Everything You Ever Wanted to Know About Trolls

A UW professor offers a complete history of Scandinavia's mythical beasts.

Comments

1

The concept of internet trolls originated (c1980-1990) with the verb which we associated with a type of fishing (to drag a line behind as you go); and not the mythical creature (the noun). That is, your UW professor may take solace that the association with the legendary beast came after the fact much like is proposed via the verb and noun etymologies: https://www.etymonline.com/word/troll#etymonline_v_17856

2

@1 - thank you!

3

That fact that significant numbers of Nordic people actually truly believe in trolls and other mythic woodland creatures is .... I can't decide between charming and fucking ridiculous.

4

I used to set logic traps when I was a child arguing with people twice my age. They’d call me a troglodyte and a monster because I’d kill them and take all of their shit.

They call that trolling any more, when actual trolling was, like, taking over chat rooms, sending people to links they can’t unsee, attacking Korea, messing with, for example, Christian forums(didn’t do that one myself), but that’s trolling.

Trolling is not setting up someone to lose an argument, it’d be posing as a member of the Westboro Baptist Church here, or dressing up as demons and going to youth football games.

I don’t know why you wouldn’t want to win an argument, though. Maybe they don’t feel a need due to a form of perceived omnipotence attained via unlimited, often baseless labels that needn’t be observed?

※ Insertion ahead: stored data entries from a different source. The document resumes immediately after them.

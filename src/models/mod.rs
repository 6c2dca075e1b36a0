mod one_time_secret;
mod principal;

pub use one_time_secret::{OneTimeSecret, OneTimeSecretKind};
pub use principal::{
    AccountStatus, AdminAccount, ApprovalStatus, MemberAccount, OrganizationAccount, Principal,
    PrincipalKind,
};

“Oh. Me. I exist and I am wrong.”

5

Ok. For whoever does the banning:

Genuine opinion you disagree with, possibly from a perspective you do not hold:
- Not Trolling.

Logic and debate 101:
- Not Trolling.

Letting Gandhi go on because his stated intent is “plotting the downfall of Western Civilization”:
- Getting Trolled.

Nighty night!

6

Following up on @1, I believe this pair of words - troll as a mythical creature & troll as an internet creature - fall under the category of False Cognates, in that they share sound and (to some extent) meaning, but have different etymologies.

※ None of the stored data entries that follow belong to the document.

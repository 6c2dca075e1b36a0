#![allow(dead_code)]

use campushub_auth::config::TokenConfig;
use campushub_auth::models::{
    AccountStatus, AdminAccount, ApprovalStatus, MemberAccount, OrganizationAccount, Principal,
};
use campushub_auth::services::TokenService;
use campushub_auth::AuthState;

pub fn token_config() -> TokenConfig {
    TokenConfig {
        access_secret: "integration-access-secret".to_string(),
        refresh_secret: "integration-refresh-secret".to_string(),
        access_expiry_minutes: 15,
        refresh_expiry_days: 7,
        issuer: "campushub-auth".to_string(),
        audience: "campushub".to_string(),
    }
}

pub fn token_service() -> TokenService {
    TokenService::new(&token_config()).expect("Failed to create token service")
}

pub fn auth_state() -> AuthState {
    AuthState::new(token_service())
}

pub fn active_member() -> Principal {
    let mut member = MemberAccount::new(
        "jo@campus.edu".to_string(),
        "hash".to_string(),
        "Jo".to_string(),
    );
    member.status = AccountStatus::Active;
    member.email_verified = true;
    member.student_id = Some("S-1024".to_string());
    Principal::Member(member)
}

pub fn pending_member() -> Principal {
    Principal::Member(MemberAccount::new(
        "new@campus.edu".to_string(),
        "hash".to_string(),
        "New".to_string(),
    ))
}

pub fn suspended_member() -> Principal {
    let mut member = MemberAccount::new(
        "banned@campus.edu".to_string(),
        "hash".to_string(),
        "Banned".to_string(),
    );
    member.status = AccountStatus::Suspended;
    Principal::Member(member)
}

pub fn pending_organization() -> Principal {
    let mut org = OrganizationAccount::new(
        "club@campus.edu".to_string(),
        "hash".to_string(),
        "Chess Club".to_string(),
    );
    org.status = AccountStatus::Active;
    org.email_verified = true;
    Principal::Organization(org)
}

pub fn approved_organization() -> Principal {
    let mut org = OrganizationAccount::new(
        "society@campus.edu".to_string(),
        "hash".to_string(),
        "Debate Society".to_string(),
    );
    org.status = AccountStatus::Active;
    org.email_verified = true;
    org.approval_status = ApprovalStatus::Approved;
    Principal::Organization(org)
}

pub fn admin_with_permissions(perms: &[(&str, bool)]) -> Principal {
    let mut admin = AdminAccount::new(
        "root@campus.edu".to_string(),
        "hash".to_string(),
        "Root".to_string(),
        "SUPER_ADMIN".to_string(),
    );
    for (name, granted) in perms {
        admin.permissions.insert(name.to_string(), *granted);
    }
    Principal::Administrator(admin)
}

pub fn access_token_for(principal: &Principal) -> String {
    let service = token_service();
    service
        .issue_access_token(TokenService::derive_claims(principal))
        .expect("Failed to issue access token")
}

pub fn bearer(token: &str) -> String {
    format!("Bearer {}", token)
}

https://en.wikipedia.org/wiki/False_cognate

However, it is probably not a complete coincidence: even if the word started off as fishing reference, it might have taken off in popularity because of the more vivid association with the mythic creature.

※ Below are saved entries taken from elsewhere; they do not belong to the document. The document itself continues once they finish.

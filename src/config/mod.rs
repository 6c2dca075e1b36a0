use std::env;
use std::str::FromStr;

use crate::services::error::AuthError;

const DEV_ACCESS_SECRET: &str = "dev-access-secret";
const DEV_REFRESH_SECRET: &str = "dev-refresh-secret";

#[derive(Debug, Clone, PartialEq)]
pub enum Environment {
    Dev,
    Prod,
}

impl FromStr for Environment {
    type Err = String;

    fn from_str(s: &str) -> Result<Self, Self::Err> {
        match s.to_lowercase().as_str() {
            "dev" => Ok(Environment::Dev),
            "prod" => Ok(Environment::Prod),
            _ => Err(format!("Invalid environment: {}", s)),
        }
    }
}

#[derive(Debug, Clone)]
pub struct AuthConfig {
    pub environment: Environment,
    pub service_name: String,
    pub log_level: String,
    pub token: TokenConfig,
    pub rate_limit: RateLimitConfig,
    /// Re-read the principal's live status on every authenticated request
    /// instead of trusting the status snapshot embedded in the token.
    pub revalidate_status: bool,
}

#[derive(Debug, Clone)]
pub struct TokenConfig {
    pub access_secret: String,
    pub refresh_secret: String,
    pub access_expiry_minutes: i64,
    pub refresh_expiry_days: i64,
    pub issuer: String,
    pub audience: String,
}

#[derive(Debug, Clone)]
pub struct RateLimitConfig {
    pub max_attempts: u32,
    pub window_seconds: u64,
}

impl AuthConfig {
    pub fn from_env() -> Result<Self, AuthError> {
        dotenvy::dotenv().ok();

        let env_str = env::var("ENVIRONMENT").unwrap_or_else(|_| "dev".to_string());
        let environment: Environment = env_str
            .parse()
            .map_err(|e: String| AuthError::Config(anyhow::anyhow!(e)))?;

        let is_prod = environment == Environment::Prod;

        let config = AuthConfig {
            environment,
            service_name: get_env("SERVICE_NAME", Some("campushub-auth"), is_prod)?,
            log_level: get_env("LOG_LEVEL", Some("info"), is_prod)?,
            token: TokenConfig {
                access_secret: get_secret("ACCESS_TOKEN_SECRET", DEV_ACCESS_SECRET, is_prod)?,
                refresh_secret: get_secret("REFRESH_TOKEN_SECRET", DEV_REFRESH_SECRET, is_prod)?,
                access_expiry_minutes: parse_env("ACCESS_TOKEN_EXPIRY_MINUTES", "15", is_prod)?,
                refresh_expiry_days: parse_env("REFRESH_TOKEN_EXPIRY_DAYS", "7", is_prod)?,
                issuer: get_env("TOKEN_ISSUER", Some("campushub-auth"), is_prod)?,
                audience: get_env("TOKEN_AUDIENCE", Some("campushub"), is_prod)?,
            },
            rate_limit: RateLimitConfig {
                max_attempts: parse_env("AUTH_RATE_LIMIT_ATTEMPTS", "5", is_prod)?,
                window_seconds: parse_env("AUTH_RATE_LIMIT_WINDOW_SECONDS", "900", is_prod)?,
            },
            revalidate_status: parse_env("REVALIDATE_STATUS", "false", is_prod)?,
        };

        config.validate()?;
        Ok(config)
    }

    fn validate(&self) -> Result<(), AuthError> {
        if self.token.access_expiry_minutes <= 0 {
            return Err(AuthError::Config(anyhow::anyhow!(
                "ACCESS_TOKEN_EXPIRY_MINUTES must be positive"
            )));
        }

        if self.token.refresh_expiry_days <= 0 {
            return Err(AuthError::Config(anyhow::anyhow!(
                "REFRESH_TOKEN_EXPIRY_DAYS must be positive"
            )));
        }

        if self.token.access_secret.is_empty() || self.token.refresh_secret.is_empty() {
            return Err(AuthError::Config(anyhow::anyhow!(
                "Token signing secrets must not be empty"
            )));
        }

        if self.token.access_secret == self.token.refresh_secret {
            return Err(AuthError::Config(anyhow::anyhow!(
                "ACCESS_TOKEN_SECRET and REFRESH_TOKEN_SECRET must differ"
            )));
        }

        if self.rate_limit.max_attempts == 0 || self.rate_limit.window_seconds == 0 {
            return Err(AuthError::Config(anyhow::anyhow!(
                "Rate limit attempts and window must be positive"
            )));
        }

        Ok(())
    }
}

fn get_env(key: &str, default: Option<&str>, is_prod: bool) -> Result<String, AuthError> {
    match env::var(key) {
        Ok(val) => Ok(val),
        Err(_) => {
            if is_prod {
                Err(AuthError::Config(anyhow::anyhow!(
                    "{} is required in production but not set",
                    key
                )))
            } else if let Some(def) = default {
                Ok(def.to_string())
            } else {
                Err(AuthError::Config(anyhow::anyhow!(
                    "{} is required but not set",
                    key
                )))
            }
        }
    }
}

/// Like `get_env` but warns loudly when a signing secret falls back to its
/// development default.
fn get_secret(key: &str, dev_default: &str, is_prod: bool) -> Result<String, AuthError> {
    match env::var(key) {
        Ok(val) => Ok(val),
        Err(_) if is_prod => Err(AuthError::Config(anyhow::anyhow!(
            "{} is required in production but not set",
            key
        ))),
        Err(_) => {
            tracing::warn!(key, "signing secret not set, using development default");
            Ok(dev_default.to_string())
        }
    }
}

fn parse_env<T>(key: &str, default: &str, is_prod: bool) -> Result<T, AuthError>
where
    T: FromStr,
    T::Err: std::fmt::Display,
{
    get_env(key, Some(default), is_prod)?
        .parse()
        .map_err(|e: T::Err| AuthError::Config(anyhow::anyhow!("{}: {}", key, e)))
}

As a follow up, reading the above Wikipedia article, I was surprised to find that the English word emoticon and Japanese word emoji are false cognates too. :)

7

@3 lest anyone lump the Finns into this, they don't believe in trolls. The Finns, while Nordic, are not Scandinavian. Yes, there's a difference.

Likewise, the Napoleonic wars did not change the question of "what does it mean to be Finnish?" since Finland remained a neglected grand duchy of Russia after the war. It was well after the wars that a different set of nationalist ideas (and many famines, etc.) that finally established some semblance of a Finnish national identity.

8

@1 Absolutely correct - the word "trolling" was to be used as a verb based on fishing (the idea being to "hook" the target). As online usage expanded, people just assumed it was the noun. It wasn't.

Usenet was the absolute best platform for trolling in the world. Master trolls could just stride into some usenet group that had some long simmering points of contentions, or malignant personalities, make one comment, and watch everything ignite into absolute chaos. That was the essence of trolling.

Also important was the distinction between trolling (see above) and flaming, which was just back and forth nastiness, sometimes for sport.